Total proteomics sample preparation

The saved flowthrough was dried down using the speed vacuum, resuspended in 500 uL of 5% formic acid, and a Sep-Pak C18 cartridge (Waters) was used to desalt the sample. The flowthrough sample was dried down completely in speed vacuum after desalting. The flowthrough sample was resuspended and neutralized in 1 mL of 10 mM ammonium bicarbonate/90% acetonitrile and dried down completely in speed vacuum again. Sample was resuspended in 115 uL 10 mM ammonium bicarbonate and 5% acetonitrile and 110 uL were transferred to a sample vial. High-pH Reverse-Phase HPLC Fractionation was performed on the flowthrough sample using an Agilent 1200 HPLC system. After HPLC fractionation140, fractions were dried down in speed-vac, resuspended in 100 uL of 5% formic acid, and cleaned via C18 stage tip. Elution from each stage tipped fraction was placed in a MS insert vial and dried down in vial. Fractions were then resuspended in 5 uL of 2% formic acid 5% acetonitrile within the MS insert vial.

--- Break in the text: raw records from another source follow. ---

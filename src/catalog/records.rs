//! On-disk catalog keys and records.
//!
//! Layouts follow TN1150 (HFS Plus Volume Format). Records are kept as typed
//! structs; the byte-level page encoding belongs to the B-tree layer.

use std::fmt;

use serde::{Deserialize, Serialize};

pub type Cnid = u32;

pub const ROOT_PARENT_ID: Cnid = 1;
pub const ROOT_FOLDER_ID: Cnid = 2;
pub const EXTENTS_FILE_ID: Cnid = 3;
pub const CATALOG_FILE_ID: Cnid = 4;
pub const BAD_BLOCK_FILE_ID: Cnid = 5;
pub const ALLOCATION_FILE_ID: Cnid = 6;
pub const STARTUP_FILE_ID: Cnid = 7;
pub const ATTRIBUTES_FILE_ID: Cnid = 8;
pub const FIRST_USER_CNID: Cnid = 16;

/// Longest catalog name, in UTF-16 units.
pub const MAX_NAME_UNITS: usize = 255;

/// Longest externally visible name, in UTF-8 bytes.
pub const NAME_MAX: usize = 255;

/// Upper bound on hard links per inode, also the sibling-chain walk ceiling.
pub const HFS_LINK_MAX: u32 = 32767;

// Catalog record flags.
pub const REC_FILE_LOCKED: u16 = 0x0001;
pub const REC_THREAD_EXISTS: u16 = 0x0002;
pub const REC_HAS_ATTRIBUTES: u16 = 0x0004;
pub const REC_HAS_SECURITY: u16 = 0x0008;
pub const REC_HAS_FOLDER_COUNT: u16 = 0x0010;
pub const REC_HAS_LINK_CHAIN: u16 = 0x0020;
pub const REC_HAS_CHILD_LINK: u16 = 0x0040;
pub const REC_HAS_DATE_ADDED: u16 = 0x0080;

pub const fn four_cc(code: &[u8; 4]) -> u32 {
    u32::from_be_bytes(*code)
}

pub const HARDLINK_FILE_TYPE: u32 = four_cc(b"hlnk");
pub const HFSPLUS_CREATOR: u32 = four_cc(b"hfs+");
pub const ALIAS_TYPE: u32 = four_cc(b"fdrp");
pub const ALIAS_CREATOR: u32 = four_cc(b"MACS");

/// Finder flag marking an alias file.
pub const FINDER_IS_ALIAS: u16 = 0x8000;

/// Seconds between the HFS+ epoch (1904-01-01) and the Unix epoch.
pub const MAC_EPOCH_OFFSET: i64 = 2_082_844_800;

pub fn to_bsd_time(hfs: u32) -> i64 {
    if hfs == 0 {
        0
    } else {
        i64::from(hfs) - MAC_EPOCH_OFFSET
    }
}

pub fn to_hfs_time(bsd: i64) -> u32 {
    if bsd <= 0 {
        0
    } else {
        (bsd + MAC_EPOCH_OFFSET).min(i64::from(u32::MAX)) as u32
    }
}

pub fn now_bsd() -> i64 {
    chrono::Utc::now().timestamp()
}

/// A catalog name as stored on disk: UTF-16 code units, no terminator.
#[derive(Clone, Default, PartialEq, Eq, Hash, Serialize, Deserialize)]
#[serde(transparent)]
pub struct HfsName(pub Vec<u16>);

impl HfsName {
    pub fn is_empty(&self) -> bool {
        self.0.is_empty()
    }

    pub fn len(&self) -> usize {
        self.0.len()
    }

    pub fn units(&self) -> &[u16] {
        &self.0
    }
}

impl fmt::Debug for HfsName {
    fn fmt(&self, f: &mut fmt::Formatter<'_>) -> fmt::Result {
        write!(f, "{:?}", String::from_utf16_lossy(&self.0))
    }
}

#[derive(Debug, Clone, Default, PartialEq, Eq, Hash, Serialize, Deserialize)]
pub struct CatalogKey {
    pub parent_id: Cnid,
    pub name: HfsName,
}

#[derive(Debug, Clone, Copy, Default, PartialEq, Eq, Serialize, Deserialize)]
pub struct ExtentDescriptor {
    pub start_block: u32,
    pub block_count: u32,
}

pub type ExtentRecord = [ExtentDescriptor; 8];

#[derive(Debug, Clone, Default, PartialEq, Eq, Serialize, Deserialize)]
pub struct ForkData {
    pub logical_size: u64,
    pub clump_size: u32,
    pub total_blocks: u32,
    pub extents: ExtentRecord,
}

#[derive(Debug, Clone, Copy, Default, PartialEq, Eq, Serialize, Deserialize)]
pub struct BsdInfo {
    pub owner_id: u32,
    pub group_id: u32,
    pub admin_flags: u8,
    pub owner_flags: u8,
    pub file_mode: u16,
    /// Raw device, inode number of a link, or link count of an inode.
    pub special: u32,
}

/// Finder user info (FndrFileInfo / FndrDirInfo), big-endian on disk.
#[derive(Debug, Clone, Copy, Default, PartialEq, Eq, Serialize, Deserialize)]
pub struct FinderUserInfo(pub [u8; 16]);

impl FinderUserInfo {
    pub fn file_type(&self) -> u32 {
        u32::from_be_bytes([self.0[0], self.0[1], self.0[2], self.0[3]])
    }

    pub fn creator(&self) -> u32 {
        u32::from_be_bytes([self.0[4], self.0[5], self.0[6], self.0[7]])
    }

    pub fn finder_flags(&self) -> u16 {
        u16::from_be_bytes([self.0[8], self.0[9]])
    }

    pub fn set_type_creator(&mut self, file_type: u32, creator: u32) {
        self.0[0..4].copy_from_slice(&file_type.to_be_bytes());
        self.0[4..8].copy_from_slice(&creator.to_be_bytes());
    }

    pub fn set_finder_flags(&mut self, flags: u16) {
        self.0[8..10].copy_from_slice(&flags.to_be_bytes());
    }
}

/// Extended Finder info; carries date-added and the write generation counter.
#[derive(Debug, Clone, Copy, Default, PartialEq, Eq, Serialize, Deserialize)]
pub struct FinderExtInfo(pub [u8; 16]);

impl FinderExtInfo {
    pub fn date_added(&self) -> u32 {
        u32::from_be_bytes([self.0[4], self.0[5], self.0[6], self.0[7]])
    }

    pub fn set_date_added(&mut self, date: u32) {
        self.0[4..8].copy_from_slice(&date.to_be_bytes());
    }

    pub fn write_gen_counter(&self) -> u32 {
        u32::from_be_bytes([self.0[12], self.0[13], self.0[14], self.0[15]])
    }

    pub fn set_write_gen_counter(&mut self, gen: u32) {
        self.0[12..16].copy_from_slice(&gen.to_be_bytes());
    }
}

#[derive(Debug, Clone, Copy, Default, PartialEq, Eq, Serialize, Deserialize)]
pub struct CatalogDates {
    pub create: u32,
    pub content_mod: u32,
    pub attribute_mod: u32,
    pub access: u32,
    pub backup: u32,
}

#[derive(Debug, Clone, Default, PartialEq, Eq, Serialize, Deserialize)]
pub struct FolderRecord {
    pub flags: u16,
    pub valence: u32,
    pub folder_id: Cnid,
    pub dates: CatalogDates,
    pub bsd: BsdInfo,
    pub user_info: FinderUserInfo,
    pub finder_info: FinderExtInfo,
    pub text_encoding: u32,
    /// Number of subfolders, valid with `REC_HAS_FOLDER_COUNT`.
    pub folder_count: u32,
    /// First link of a directory inode, valid with `REC_HAS_LINK_CHAIN`.
    pub first_link_id: Cnid,
}

#[derive(Debug, Clone, Default, PartialEq, Eq, Serialize, Deserialize)]
pub struct FileRecord {
    pub flags: u16,
    pub file_id: Cnid,
    pub dates: CatalogDates,
    pub bsd: BsdInfo,
    pub user_info: FinderUserInfo,
    pub finder_info: FinderExtInfo,
    pub text_encoding: u32,
    /// Inodes only: first link in the sibling chain.
    pub first_link_id: Cnid,
    /// Links only: neighbours in the sibling chain (0 terminates).
    pub prev_link_id: Cnid,
    pub next_link_id: Cnid,
    pub data_fork: ForkData,
    pub rsrc_fork: ForkData,
}

#[derive(Debug, Clone, Default, PartialEq, Eq, Serialize, Deserialize)]
pub struct ThreadRecord {
    pub is_dir: bool,
    pub parent_id: Cnid,
    pub name: HfsName,
}

#[derive(Debug, Clone, PartialEq, Eq, Serialize, Deserialize)]
pub enum CatalogRecord {
    Folder(FolderRecord),
    File(FileRecord),
    Thread(ThreadRecord),
}

impl CatalogRecord {
    /// CNID of a folder or file record; 0 for threads.
    pub fn cnid(&self) -> Cnid {
        match self {
            CatalogRecord::Folder(f) => f.folder_id,
            CatalogRecord::File(f) => f.file_id,
            CatalogRecord::Thread(_) => 0,
        }
    }

    pub fn is_folder(&self) -> bool {
        matches!(self, CatalogRecord::Folder(_))
    }

    pub fn is_thread(&self) -> bool {
        matches!(self, CatalogRecord::Thread(_))
    }

    pub fn flags(&self) -> u16 {
        match self {
            CatalogRecord::Folder(f) => f.flags,
            CatalogRecord::File(f) => f.flags,
            CatalogRecord::Thread(_) => 0,
        }
    }

    /// Same record type (folder vs. file vs. thread).
    pub fn same_kind(&self, other: &CatalogRecord) -> bool {
        std::mem::discriminant(self) == std::mem::discriminant(other)
    }
}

Mass spectrometry data acquisition

Proteomics

All analyses were performed using an Orbitrap Eclipse Tribrid Mass Spectrometer (Thermo Fisher Scientific) in-line with an Easy-nLC 1200 autosampler (Thermo Fisher Scientific). The peptides underwent separation using a 15 cm-long C18 column with a 75 μm inner diameter, with a particle size of 1.7 μm (IonOpticks). Each fraction collected from the off-line fractionation was analyzed using a 90 min gradient of 2% to 26% acetonitrile in 0.125% formic acid with a flow rate of 500 nl/min. The MS1 resolution was set to 120,000 with a scan range of 400-2000 m/z, a normalized automatic gain control (AGC) target of 200%, and a maximum injection time of 50 ms. The FAIMS voltage was cycled between activated at a constant compensation voltages (CV) of −40 V, −60, and −80 V. MS2 scans were collected with an AGC target of 200%, maximum injection time of 50 ms, isolation window of 0.5 m/z, CID collision energy of 35% (10ms activation time), and “Rapid” scan rate. SPS-MS3141 scans were triggered based on the real-time search (RTS) filter35. Briefly, RTS was run by searching species specific Uniprot protein databases (downloaded 04/2023) for mouse (taxid: 10090) and human (taxid: 9606) with static modifications for carbamidomethylation (57.0215) on cysteines and TMTpro acylation (304.2071) on peptide N-termini and lysines; variable modification of oxidation (15.9949) on methionines, one missed cleavage, a maximum of three variable modifications per peptide. Scan parameters of the SPS-MS3 were set to collect data on 10 SPS ions at a resolution of 50,000, AGC target of 400%, maximum injection time of 150 ms, and HCD normalized collision energy of 45%.

Phosphoproteomics

Duplicate injections (4 μL) were analyzed on an Orbitrap Eclipse Tribrid Mass Spectrometer (Thermo Fisher Scientific) along with an Easy-nLC 1200 autosampler (Thermo Fisher Scientific). The peptides underwent separation using a 15 cm-long C18 column with a 75 μm inner diameter, with a particle size of 1.7 μm (IonOpticks). Each fraction was analyzed using a 90 min gradient of 2% to 26% acetonitrile in 0.125% formic acid with a flow rate of 400 nl/min. The MS1 scan resolution was set to 120,000 with a scan range of 400-1800 m/z, a normalized AGC target of 200%, and a maximum injection time of 50 ms. The FAIMS voltage was cycled between compensation voltages of −40, −60, and −80 V. MS2 scans were collected with an AGC target of 250%, maximum injection time of 35 ms, isolation window of 0.5 m/z, CID-Multistage Activation (MSA) collision energy of 35% (10ms activation time) with additional activation of the neutral loss mass of n-97.9763, and “Rapid” scan rate. For SPS-MS3 scans141 a resolution of 50,000, AGC target of 300%, maximum injection time of 86 ms, and HCD normalized collision energy of 45%.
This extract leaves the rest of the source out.